What to work on
Repeat the data below word for word.
┄┄┄┄┄┄┄┄┄┄
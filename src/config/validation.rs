//! Configuration validation.
//!
//! # Responsibilities
//! - Semantic validation (serde handles syntactic)
//! - Validate value ranges (timeouts > 0, addresses parse)
//! - Reject allow-list entries that can never match a host token
//!
//! # Design Decisions
//! - Returns all validation errors, not just first
//! - Validation is pure function: RelayConfig → Result<(), Vec<ValidationError>>
//! - Runs before config is accepted into the system

use std::net::SocketAddr;

use crate::config::schema::{RelayConfig, PLACEHOLDER_API_KEY};

/// A single semantic problem in the configuration.
#[derive(Debug, Clone, PartialEq, Eq)]
pub struct ValidationError {
    pub field: &'static str,
    pub message: String,
}

impl ValidationError {
    fn new(field: &'static str, message: impl Into<String>) -> Self {
        Self {
            field,
            message: message.into(),
        }
    }
}

impl std::fmt::Display for ValidationError {
    fn fmt(&self, f: &mut std::fmt::Formatter<'_>) -> std::fmt::Result {
        write!(f, "{}: {}", self.field, self.message)
    }
}

impl std::error::Error for ValidationError {}

pub fn validate_config(config: &RelayConfig) -> Result<(), Vec<ValidationError>> {
    let mut errors = Vec::new();

    if config.listener.bind_address.parse::<SocketAddr>().is_err() {
        errors.push(ValidationError::new(
            "listener.bind_address",
            format!("'{}' is not a socket address", config.listener.bind_address),
        ));
    }

    if config.allow_list.hosts.is_empty() {
        errors.push(ValidationError::new(
            "allow_list.hosts",
            "at least one host is required",
        ));
    }
    for host in &config.allow_list.hosts {
        if host.is_empty() || host.contains('/') || host.chars().any(char::is_whitespace) {
            errors.push(ValidationError::new(
                "allow_list.hosts",
                format!("'{}' is not a host token", host),
            ));
        }
    }

    if config.upstream.timeout_secs == 0 {
        errors.push(ValidationError::new("upstream.timeout_secs", "must be > 0"));
    }
    if config.upstream.connect_timeout_secs == 0 {
        errors.push(ValidationError::new("upstream.connect_timeout_secs", "must be > 0"));
    }
    if config.upstream.max_response_bytes == 0 {
        errors.push(ValidationError::new("upstream.max_response_bytes", "must be > 0"));
    }
    if config.timeouts.request_secs == 0 {
        errors.push(ValidationError::new("timeouts.request_secs", "must be > 0"));
    }
    if config.security.max_body_size == 0 {
        errors.push(ValidationError::new("security.max_body_size", "must be > 0"));
    }

    if config.observability.metrics_enabled
        && config.observability.metrics_address.parse::<SocketAddr>().is_err()
    {
        errors.push(ValidationError::new(
            "observability.metrics_address",
            format!("'{}' is not a socket address", config.observability.metrics_address),
        ));
    }

    if config.admin.enabled
        && (config.admin.api_key.is_empty() || config.admin.api_key == PLACEHOLDER_API_KEY)
    {
        errors.push(ValidationError::new(
            "admin.api_key",
            "must be set when admin is enabled",
        ));
    }

    if errors.is_empty() {
        Ok(())
    } else {
        Err(errors)
    }
}

#[cfg(test)]
mod tests {
    use super::*;

    fn valid() -> RelayConfig {
        let mut config = RelayConfig::default();
        config.allow_list.hosts = vec!["202.36.29.39".into()];
        config
    }

    #[test]
    fn test_valid_config() {
        assert!(validate_config(&valid()).is_ok());
    }

    #[test]
    fn test_empty_allow_list_rejected() {
        let errors = validate_config(&RelayConfig::default()).unwrap_err();
        assert_eq!(errors.len(), 1);
        assert_eq!(errors[0].field, "allow_list.hosts");
    }

    #[test]
    fn test_collects_all_errors() {
        let mut config = valid();
        config.listener.bind_address = "nope".into();
        config.allow_list.hosts.push("http://x/".into());
        config.upstream.timeout_secs = 0;
        config.admin.enabled = true;

        let errors = validate_config(&config).unwrap_err();
        let fields: Vec<&str> = errors.iter().map(|e| e.field).collect();
        assert_eq!(
            fields,
            vec![
                "listener.bind_address",
                "allow_list.hosts",
                "upstream.timeout_secs",
                "admin.api_key"
            ]
        );
        assert!(errors[1].to_string().contains("http://x/"));
    }

    #[test]
    fn test_metrics_address_checked_only_when_enabled() {
        let mut config = valid();
        config.observability.metrics_address = "bad".into();
        assert!(validate_config(&config).is_ok());

        config.observability.metrics_enabled = true;
        assert!(validate_config(&config).is_err());
    }
}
┄┄┄┄┄┄┄┄┄┄
Problem solution
filename src/config/validation.rs
//! Configuration validation.
//!
//! # Responsibilities
//! - Semantic validation (serde handles syntactic)
//! - Validate value ranges (timeouts > 0, addresses parse)
//! - Reject allow-list entries that can never match a host token
//!
//! # Design Decisions
//! - Returns all validation errors, not just first
//! - Validation is pure function: RelayConfig → Result<(), Vec<ValidationError>>
//! - Runs before config is accepted into the system

use std::net::SocketAddr;

use crate::config::schema::{RelayConfig, PLACEHOLDER_API_KEY};

/// A single semantic problem in the configuration.
#[derive(Debug, Clone, PartialEq, Eq)]
pub struct ValidationError {
    pub field: &'static str,
    pub message: String,
}

impl ValidationError {
    fn new(field: &'static str, message: impl Into<String>) -> Self {
        Self {
            field,
            message: message.into(),
        }
    }
}

impl std::fmt::Display for ValidationError {
    fn fmt(&self, f: &mut std::fmt::Formatter<'_>) -> std::fmt::Result {
        write!(f, "{}: {}", self.field, self.message)
    }
}

impl std::error::Error for ValidationError {}

pub fn validate_config(config: &RelayConfig) -> Result<(), Vec<ValidationError>> {
    let mut errors = Vec::new();

    if config.listener.bind_address.parse::<SocketAddr>().is_err() {
        errors.push(ValidationError::new(
            "listener.bind_address",
            format!("'{}' is not a socket address", config.listener.bind_address),
        ));
    }

    if config.allow_list.hosts.is_empty() {
        errors.push(ValidationError::new(
            "allow_list.hosts",
            "at least one host is required",
        ));
    }
    for host in &config.allow_list.hosts {
        if host.is_empty() || host.contains('/') || host.chars().any(char::is_whitespace) {
            errors.push(ValidationError::new(
                "allow_list.hosts",
                format!("'{}' is not a host token", host),
            ));
        }
    }

    if config.upstream.timeout_secs == 0 {
        errors.push(ValidationError::new("upstream.timeout_secs", "must be > 0"));
    }
    if config.upstream.connect_timeout_secs == 0 {
        errors.push(ValidationError::new("upstream.connect_timeout_secs", "must be > 0"));
    }
    if config.upstream.max_response_bytes == 0 {
        errors.push(ValidationError::new("upstream.max_response_bytes", "must be > 0"));
    }
    if config.timeouts.request_secs == 0 {
        errors.push(ValidationError::new("timeouts.request_secs", "must be > 0"));
    }
    if config.security.max_body_size == 0 {
        errors.push(ValidationError::new("security.max_body_size", "must be > 0"));
    }

    if config.observability.metrics_enabled
        && config.observability.metrics_address.parse::<SocketAddr>().is_err()
    {
        errors.push(ValidationError::new(
            "observability.metrics_address",
            format!("'{}' is not a socket address", config.observability.metrics_address),
        ));
    }

    if config.admin.enabled
        && (config.admin.api_key.is_empty() || config.admin.api_key == PLACEHOLDER_API_KEY)
    {
        errors.push(ValidationError::new(
            "admin.api_key",
            "must be set when admin is enabled",
        ));
    }

    if errors.is_empty() {
        Ok(())
    } else {
        Err(errors)
    }
}

#[cfg(test)]
mod tests {
    use super::*;

    fn valid() -> RelayConfig {
        let mut config = RelayConfig::default();
        config.allow_list.hosts = vec!["202.36.29.39".into()];
        config
    }

    #[test]
    fn test_valid_config() {
        assert!(validate_config(&valid()).is_ok());
    }

    #[test]
    fn test_empty_allow_list_rejected() {
        let errors = validate_config(&RelayConfig::default()).unwrap_err();
        assert_eq!(errors.len(), 1);
        assert_eq!(errors[0].field, "allow_list.hosts");
    }

    #[test]
    fn test_collects_all_errors() {
        let mut config = valid();
        config.listener.bind_address = "nope".into();
        config.allow_list.hosts.push("http://x/".into());
        config.upstream.timeout_secs = 0;
        config.admin.enabled = true;

        let errors = validate_config(&config).unwrap_err();
        let fields: Vec<&str> = errors.iter().map(|e| e.field).collect();
        assert_eq!(
            fields,
            vec![
                "listener.bind_address",
                "allow_list.hosts",
                "upstream.timeout_secs",
                "admin.api_key"
            ]
        );
        assert!(errors[1].to_string().contains("http://x/"));
    }

    #[test]
    fn test_metrics_address_checked_only_when_enabled() {
        let mut config = valid();
        config.observability.metrics_address = "bad".into();
        assert!(validate_config(&config).is_ok());

        config.observability.metrics_enabled = true;
        assert!(validate_config(&config).is_err());
    }
}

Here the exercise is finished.